On munching onions and climate science

Our former Prime Minister is or has been over in London addressing an unscientific think tank called the Global Warming Policy Foundation . You may read everything he had to say here. This bit hasn’t been highlighted in the media:

Just a few years ago, history was supposed to have ended in the triumph of the Western liberal order. Yet far from becoming universal, Western values are less and less accepted even in the West itself. We still more or less accept that every human being is born with innate dignity; with rights, certainly, but we’re less sure about the corresponding duties.

We still accept the golden rule of human conduct: to treat others as we would have them treat us – or to use the Gospel formula to “love your neighbour as you love yourself” – but we’re running on empty.

In Britain and Australia, scarcely 50 per cent describe themselves as Christian, down from 90 per cent a generation back. For decades, we’ve been losing our religious faith but we’re fast losing our religious knowledge too. We’re less a post-Christian society than a non-Christian, or even an anti- Christian one. It hasn’t left us less susceptible to dogma, though, because we still need things to believe in and causes to fight for; it’s just that believers can now be found for almost anything and everything.

Climate change is by no means the sole or even the most significant symptom of the changing interests and values of the West. Still, only societies with high levels of cultural amnesia – that have forgotten the scriptures about man created “in the image and likeness of God” and charged with “subduing the earth and all its creatures” – could have made such a religion out of it.

Um, there is of course Pope Francis, whose views rather contrast with the onion-muncher:

Pope Francis’s encyclical on ecology, Laudato Si, says that climate change is real and mainly “a result of human activity.”
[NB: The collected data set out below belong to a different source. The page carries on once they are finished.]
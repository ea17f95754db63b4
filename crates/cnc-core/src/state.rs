//! 机床逻辑状态
//!
//! 状态只通过生成新快照推进（`Clone` 后修改副本），动作程序里保存的快照与调用方的
//! 活动状态互不共享。

use crate::error::ConfigError;
use crate::geometry::{CoordinateSystem, Plane};
use crate::math::Vector3;
use serde::{Deserialize, Serialize};

/// 可选坐标系数量
pub const COORDINATE_SYSTEM_COUNT: usize = 8;

/// 最近一次运动的类型
#[derive(Debug, Clone, Copy, PartialEq, Eq, Default, Serialize, Deserialize)]
pub enum MoveType {
    #[default]
    FastLine,
    Line,
    ArcCw,
    ArcCcw,
}

/// 轴状态
#[derive(Debug, Clone, PartialEq, Serialize, Deserialize)]
pub struct AxisState {
    /// 当前位置（物理单位，全局坐标）
    pub position: Vector3,
    /// 最近一次请求的目标位置，后续目标从这里推算；与 `position` 之差是取整残差
    pub target_position: Vector3,
    /// 当前圆弧平面
    pub plane: Plane,
    /// 当前进给
    pub feed: f64,
    /// 绝对/相对坐标模式
    pub absolute: bool,
    /// 当前坐标系下标
    pub coordinate_system_index: usize,
    pub coordinate_systems: [CoordinateSystem; COORDINATE_SYSTEM_COUNT],
    pub move_type: MoveType,
}

impl Default for AxisState {
    fn default() -> Self {
        Self {
            position: Vector3::zeros(),
            target_position: Vector3::zeros(),
            plane: Plane::XY,
            feed: 100.0,
            absolute: true,
            coordinate_system_index: 0,
            coordinate_systems: Default::default(),
            move_type: MoveType::default(),
        }
    }
}

impl AxisState {
    pub fn current_coordinate_system(&self) -> &CoordinateSystem {
        &self.coordinate_systems[self.coordinate_system_index]
    }

    /// 切换当前坐标系
    pub fn select_coordinate_system(&mut self, index: usize) -> Result<(), ConfigError> {
        if index >= COORDINATE_SYSTEM_COUNT {
            return Err(ConfigError::invalid(
                "coordinate_system",
                format!("index {} out of range 0..{}", index, COORDINATE_SYSTEM_COUNT),
            ));
        }
        self.coordinate_system_index = index;
        Ok(())
    }

    /// 丢弃目标与实际位置之间的残差
    pub fn forget_residual(&mut self) {
        self.target_position = self.position;
    }

    /// 位置与所有坐标系偏移清零
    pub fn reset(&mut self) {
        self.position = Vector3::zeros();
        self.target_position = Vector3::zeros();
        for cs in &mut self.coordinate_systems {
            cs.offset = Vector3::zeros();
        }
    }

    /// 全局坐标 -> 当前坐标系
    pub fn to_local(&self, global: &Vector3) -> Vector3 {
        self.current_coordinate_system().to_local(global)
    }
}

/// 主轴旋转状态
#[derive(Debug, Clone, Copy, PartialEq, Eq, Default, Serialize, Deserialize)]
pub enum SpindleRotation {
    #[default]
    Off,
    Clockwise,
    CounterClockwise,
}

/// 主轴状态
#[derive(Debug, Clone, PartialEq, Default, Serialize, Deserialize)]
pub struct SpindleState {
    pub rotation: SpindleRotation,
    pub speed: f64,
}

/// 钻孔循环参数
#[derive(Debug, Clone, PartialEq, Default, Serialize, Deserialize)]
pub struct DrillingState {
    pub retract_height: f64,
    pub peck_depth: f64,
}

/// 整机状态
#[derive(Debug, Clone, PartialEq, Default, Serialize, Deserialize)]
pub struct CncState {
    pub axis: AxisState,
    pub spindle: SpindleState,
    pub drilling: DrillingState,
}

impl CncState {
    /// 位置清零后的副本（set-zero 之后的状态）
    pub fn zeroed(&self) -> Self {
        let mut state = self.clone();
        state.axis.position = Vector3::zeros();
        state.axis.target_position = Vector3::zeros();
        state
    }
}

#[cfg(test)]
mod tests {
    use super::*;

    #[test]
    fn test_clone_is_independent() {
        let mut state = CncState::default();
        state.axis.coordinate_systems[3].offset = Vector3::new(1.0, 2.0, 3.0);

        let snapshot = state.clone();
        state.axis.coordinate_systems[3].offset.x = 100.0;
        state.axis.position.z = -5.0;

        assert_eq!(snapshot.axis.coordinate_systems[3].offset, Vector3::new(1.0, 2.0, 3.0));
        assert_eq!(snapshot.axis.position, Vector3::zeros());
    }

    #[test]
    fn test_select_coordinate_system() {
        let mut axis = AxisState::default();
        axis.coordinate_systems[2].offset = Vector3::new(10.0, 0.0, 0.0);

        axis.select_coordinate_system(2).unwrap();
        assert_eq!(axis.to_local(&Vector3::new(15.0, 1.0, 0.0)), Vector3::new(5.0, 1.0, 0.0));
        assert!(axis.select_coordinate_system(COORDINATE_SYSTEM_COUNT).is_err());
    }

    #[test]
    fn test_forget_residual_and_reset() {
        let mut axis = AxisState::default();
        axis.position = Vector3::new(1.0, 2.0, 3.0);
        axis.forget_residual();
        assert_eq!(axis.target_position, axis.position);

        axis.coordinate_systems[1].offset = Vector3::new(4.0, 4.0, 4.0);
        axis.reset();
        assert_eq!(axis.position, Vector3::zeros());
        assert_eq!(axis.coordinate_systems[1].offset, Vector3::zeros());
    }
}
The problem is urgent. “Never have we so hurt and mistreated our common home as we have in the last two hundred years.”  We must all change our day-to-day actions to live more sustainably.  “Reducing greenhouse gases requires honesty, courage and responsibility.”  On a larger scale, our leaders must be held to account. “Those who will have to suffer the consequences . . . will not forget this failure of conscience and responsibility.”

Solving climate change means protecting the planet and vulnerable people, and we must hear “both the cry of the earth and the cry of the poor.”  Faith can guide us. “The entire material universe speaks of God’s love, his boundless affection for us. Soil, water, mountains – everything is, as it were, a caress of God.”  

The problems are big and urgent. But hope remains if we act in honesty and love.  “Humanity still has the ability to work together in building our common home . . . Truly, much can be done!”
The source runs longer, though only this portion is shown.